La mia mentalità latinoamericana mi ha spinto a sperimentare e a esplorare diverse forme artistiche, a differenza di un approccio più specialistico comune in Italia. Fin da bambina, ho sempre sentito che le illustrazioni fossero una forma di espressione grafica che faceva parte di me, e ho continuato a coltivare questa passione nel corso degli anni.

Come definiresti il tuo stile illustrativo?

Il mio stile illustrativo non è facilmente definibile in quanto varia in base al messaggio che voglio comunicare attraverso l’arte. Nel creare il mazzo degli oracoli, per esempio, ho scelto uno stile più antico.Mentre per Cecilia ha optato per uno stile più realistico con volti umani più rappresentativi. Al momento, sto ancora esplorando il mio stile e la mia espressione artistica, ma c’è un elemento comune che unisce le mie opere. Sono sempre in una fase di esplorazione creativa e alla ricerca di nuove ispirazioni per trovare nuovi modi di esprimermi attraverso l’arte.

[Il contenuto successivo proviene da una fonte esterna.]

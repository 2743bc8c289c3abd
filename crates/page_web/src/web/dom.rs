use std::rc::Rc;

use page_interactions::fragment::FragmentHost;
use page_interactions::menu::ActiveMarker;
use page_interactions::style::{set_property_logged, InlineStyle};
use page_interactions::validate::RequiredField;
use wasm_bindgen::JsCast;
use web_sys::{
    CssStyleDeclaration, Document, Element, HtmlElement, HtmlInputElement, HtmlTextAreaElement,
    NodeList, ScrollBehavior, ScrollIntoViewOptions, ScrollLogicalPosition, SvgElement, Window,
};

use crate::WebError;

pub(super) fn window() -> Result<Window, WebError> {
    web_sys::window().ok_or(WebError::NoWindow)
}

pub(super) fn document() -> Result<Document, WebError> {
    window()?.document().ok_or(WebError::NoDocument)
}

/// Elements of a `querySelectorAll` result; non-element nodes are skipped.
pub(super) fn elements(list: &NodeList) -> Vec<Element> {
    (0..list.length())
        .filter_map(|i| list.item(i))
        .filter_map(|node| node.dyn_into::<Element>().ok())
        .collect()
}

pub(super) fn query_all(document: &Document, selector: &str) -> Result<Vec<Element>, WebError> {
    Ok(elements(&document.query_selector_all(selector)?))
}

/// Inline style of an HTML or SVG element; `None` for anything else.
pub(super) fn style_of(el: &Element) -> Option<CssStyleDeclaration> {
    if let Some(html) = el.dyn_ref::<HtmlElement>() {
        return Some(html.style());
    }
    el.dyn_ref::<SvgElement>().map(SvgElement::style)
}

/// `el.style` seen through the core style trait.
pub(super) struct InlineCss(pub(super) CssStyleDeclaration);

impl InlineStyle for InlineCss {
    type Error = WebError;

    fn set_property(&self, property: &str, value: &str) -> Result<(), WebError> {
        Ok(self.0.set_property(property, value)?)
    }
}

pub(super) fn set_style(style: &CssStyleDeclaration, property: &str, value: &str) {
    set_property_logged(&InlineCss(style.clone()), property, value);
}

/// An element whose menu state is the presence of one class.
pub(super) struct ClassMarker {
    pub(super) element: Element,
    class: Rc<str>,
}

impl ClassMarker {
    pub(super) fn new(element: Element, class: Rc<str>) -> Self {
        Self { element, class }
    }
}

impl ActiveMarker for ClassMarker {
    fn is_active(&self) -> bool {
        self.element.class_list().contains(&self.class)
    }

    fn set_active(&self, active: bool) {
        if let Err(e) = self.element.class_list().toggle_with_force(&self.class, active) {
            log::warn!("menu: class toggle failed: {}", WebError::from(e));
        }
    }
}

pub(super) enum RequiredInput {
    Input(HtmlInputElement),
    TextArea(HtmlTextAreaElement),
}

impl RequiredInput {
    pub(super) fn from_element(el: Element) -> Option<Self> {
        match el.dyn_into::<HtmlInputElement>() {
            Ok(input) => Some(RequiredInput::Input(input)),
            Err(el) => el
                .dyn_into::<HtmlTextAreaElement>()
                .ok()
                .map(RequiredInput::TextArea),
        }
    }
}

impl RequiredField for RequiredInput {
    fn value(&self) -> String {
        match self {
            RequiredInput::Input(i) => i.value(),
            RequiredInput::TextArea(t) => t.value(),
        }
    }

    fn set_border_color(&self, color: &str) {
        let style = match self {
            RequiredInput::Input(i) => i.style(),
            RequiredInput::TextArea(t) => t.style(),
        };
        set_style(&style, "border-color", color);
    }
}

/// Fragment lookups against the live document.
pub(super) struct PageFragments {
    pub(super) document: Document,
}

impl FragmentHost for PageFragments {
    type Target = Element;

    fn find_by_id(&self, id: &str) -> Option<Element> {
        self.document.get_element_by_id(id)
    }

    fn scroll_to(&self, target: &Element) {
        let opts = ScrollIntoViewOptions::new();
        opts.set_behavior(ScrollBehavior::Smooth);
        opts.set_block(ScrollLogicalPosition::Start);
        target.scroll_into_view_with_scroll_into_view_options(&opts);
    }
}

Quali fonti di ispirazione e modelli di riferimento utilizzi?

Partendo dalla domanda precedente, un professore mi ha consigliato di non cercare il mio stile ma di sperimentare e scoprirlo naturalmente.
La mia scoperta nasce dall’ispirarmi attraverso la natura e i luoghi che vivo. Ad esempio, il mio schema di colori è molto influenzato dalla Calabria, dai colori degli ulivi e dei tramonti. Le forme grafiche che uso sono ispirate alla natura e alle persone della Calabria. Penso che sia importante radicare la tua arte nella terra che vivi.

Quando non sono ispirata, mi piace fare schizzi botanici nella natura per esplorare i colori e i movimenti. Per me, la rappresentazione grafica è un modo per portare un po’ del luogo con me e mi piace documentare il mio lavoro.

Un’ultima domanda. Hai notato dei punti di contatto tra la cultura della Calabria e del Messico, in particolare nei simboli e nelle tradizioni?

È interessante notare come le culture e le tradizioni di diverse parti del mondo possano avere punti di contatto e condivisione. In effetti, ci sono molte somiglianze tra i simboli e le tradizioni del Messico e della Calabria. Ad esempio, la pignatta utilizzata per la suriaca in Calabria ha molte somiglianze con la piñata utilizzata in Messico come parte delle celebrazioni natalizie. Entrambi hanno radici antiche nella cultura dei rispettivi paesi.

Inoltre, ci sono similitudini nella toponomastica di San Giovanni in Fiore in Calabria e Puebla in Messico, che suggeriscono una possibile influenza culturale italiana nella toponomastica messicana. Ad esempio, Puebla ha toponimi come Calvario, Arco de Ecce Homo, Monte de los Olivos a oriente e Boca del Infierno a ponente, che sono quasi identici nella posizione e nella denominazione a quelli di San Giovanni in Fiore, fondata da Gioacchino da Fiore, e anch’essa situata nei pressi di una grande montagna e di due corsi d’acqua.
Questi esempi dimostrano come la cultura può fungere da ponte tra i paesi e come le tradizioni possono essere condivise e influenzarsi reciprocamente.